本来ならば今頃は、新しい仲間たちを顔を合わせて、華々しい高校生活デビューをしている頃なのだけど…

やっぱり、この体に染みついた不登校という生活が高校生になったというだけの事でいきなり変わるという事もなかった。


一度目の目覚めの時はきちんと登校時間前だった、だけど…いざ制服を手に取ると一気に行く気が失せるというか、登校という行動に対して体が拒否反応を示してしまい…結局そのまま二度寝を決行してしまった。


結果、新しい担任の白川先生からの鬼電により二度目の目覚めを迎え、『無理をしなくても自分のペースでいい、だが早いうちにクラスメイトと顔を合わせるぐらいはしておけ』と、ありきたりな発言を聞かされて通話後にどっと疲れを感じ、一応昼過ぎにアラームをかけてから再び深い眠りについた…


そして今に至るわけだが、流石の僕も少しぐらい外に出なくてはという気に駆られている…

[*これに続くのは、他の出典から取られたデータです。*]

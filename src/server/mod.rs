pub mod handlers;
pub mod state;
pub mod target;

use crate::config::Config;
use crate::metrics;
use crate::upstream::tls::TrustBundle;
use axum::{
    Json, Router,
    extract::Request,
    http::{HeaderMap, HeaderName, HeaderValue, Method, StatusCode, header},
    middleware::{self, Next},
    response::{IntoResponse, Response},
    routing::{any, get},
};
use serde_json::json;
use state::AppState;
use tower_http::{set_header::SetResponseHeaderLayer, trace::TraceLayer};
use tracing::{error, info};

pub const VERSION_HEADER: &str = "x-hls-relay-version";

static CORS_HEADERS: [(HeaderName, &str); 5] = [
    (header::ACCESS_CONTROL_ALLOW_ORIGIN, "*"),
    (
        header::ACCESS_CONTROL_ALLOW_METHODS,
        "GET, POST, PUT, PATCH, DELETE, HEAD, OPTIONS",
    ),
    (header::ACCESS_CONTROL_ALLOW_HEADERS, "*"),
    (header::ACCESS_CONTROL_EXPOSE_HEADERS, "*"),
    (header::ACCESS_CONTROL_MAX_AGE, "86400"),
];

fn apply_cors(headers: &mut HeaderMap) {
    for (name, value) in &CORS_HEADERS {
        headers.insert(name.clone(), HeaderValue::from_static(*value));
    }
}

/// Answer preflights directly and stamp CORS headers on everything else,
/// error responses included.
async fn cors(request: Request, next: Next) -> Response {
    let mut response = if request.method() == Method::OPTIONS {
        StatusCode::NO_CONTENT.into_response()
    } else {
        next.run(request).await
    };
    apply_cors(response.headers_mut());
    response
}

async fn not_found() -> impl IntoResponse {
    (
        StatusCode::NOT_FOUND,
        Json(json!({
            "error": "not_found",
            "message": "No such endpoint",
            "timestamp": chrono::Utc::now().to_rfc3339(),
        })),
    )
}

/// Build the router with all routes and middleware
pub fn build_router(state: AppState) -> Router {
    let proxy_path = state.config.proxy_path.clone();

    Router::new()
        .route("/", get(handlers::info::info_page))
        .route("/health", get(handlers::health::health_check))
        .route("/metrics", get(handlers::health::metrics_handler))
        .route(&proxy_path, any(handlers::proxy::proxy_query))
        .route(
            &format!("{proxy_path}/{{*target}}"),
            any(handlers::proxy::proxy_path),
        )
        .fallback(not_found)
        .layer(middleware::from_fn(cors))
        .layer(SetResponseHeaderLayer::overriding(
            HeaderName::from_static(VERSION_HEADER),
            HeaderValue::from_static(env!("CARGO_PKG_VERSION")),
        ))
        .layer(TraceLayer::new_for_http())
        .with_state(state)
}

/// Start the Axum HTTP server
pub async fn start(config: Config, trust: TrustBundle) -> Result<(), Box<dyn std::error::Error>> {
    metrics::init();

    let addr = format!("0.0.0.0:{}", config.port);
    let state = AppState::new(config, trust)?;
    info!(
        "Upstream TLS verification: {} (custom certificates: {})",
        state.tls_policy.as_str(),
        state.custom_certificates
    );

    let app = build_router(state);

    let listener = match tokio::net::TcpListener::bind(addr.as_str()).await {
        Ok(listener) => listener,
        Err(e) => {
            error!("Failed to bind to address {}: {}", addr, e);
            return Err(e.into());
        }
    };

    info!("🚀 Server listening on http://{}", addr);

    if let Err(e) = axum::serve(listener, app).await {
        error!("Server error: {}", e);
        return Err(e.into());
    }

    Ok(())
}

このままだとせっかくの高校生活も最初から最後まで不登校で終わってしまうのが目に見えていたから

せめてこの新しい制服を着てこれから使う通学路を歩くことにだけは慣れておきたいよね


僕は重い体を無理やり起こして、自分の中の葛藤と闘いながら時間をかけて制服に着替え、とりあえず鏡の前に立ってみる。


「なんっか落ち着かないんだよなぁ…って言うか、こんなに可愛らしい服…僕には全然似合ってないし」


当たり前のことだけど、僕は生まれた時から女の子。

でも…こういう女の子らしい格好は昔から苦手、初登校を諦めた理由もこのあまりにも可愛らしい服を着ることに強い抵抗感を感じていたことが大きい

でも、変わるためには行動しなきゃだよね…正直この格好で外出るのは、ほんっと嫌だけど…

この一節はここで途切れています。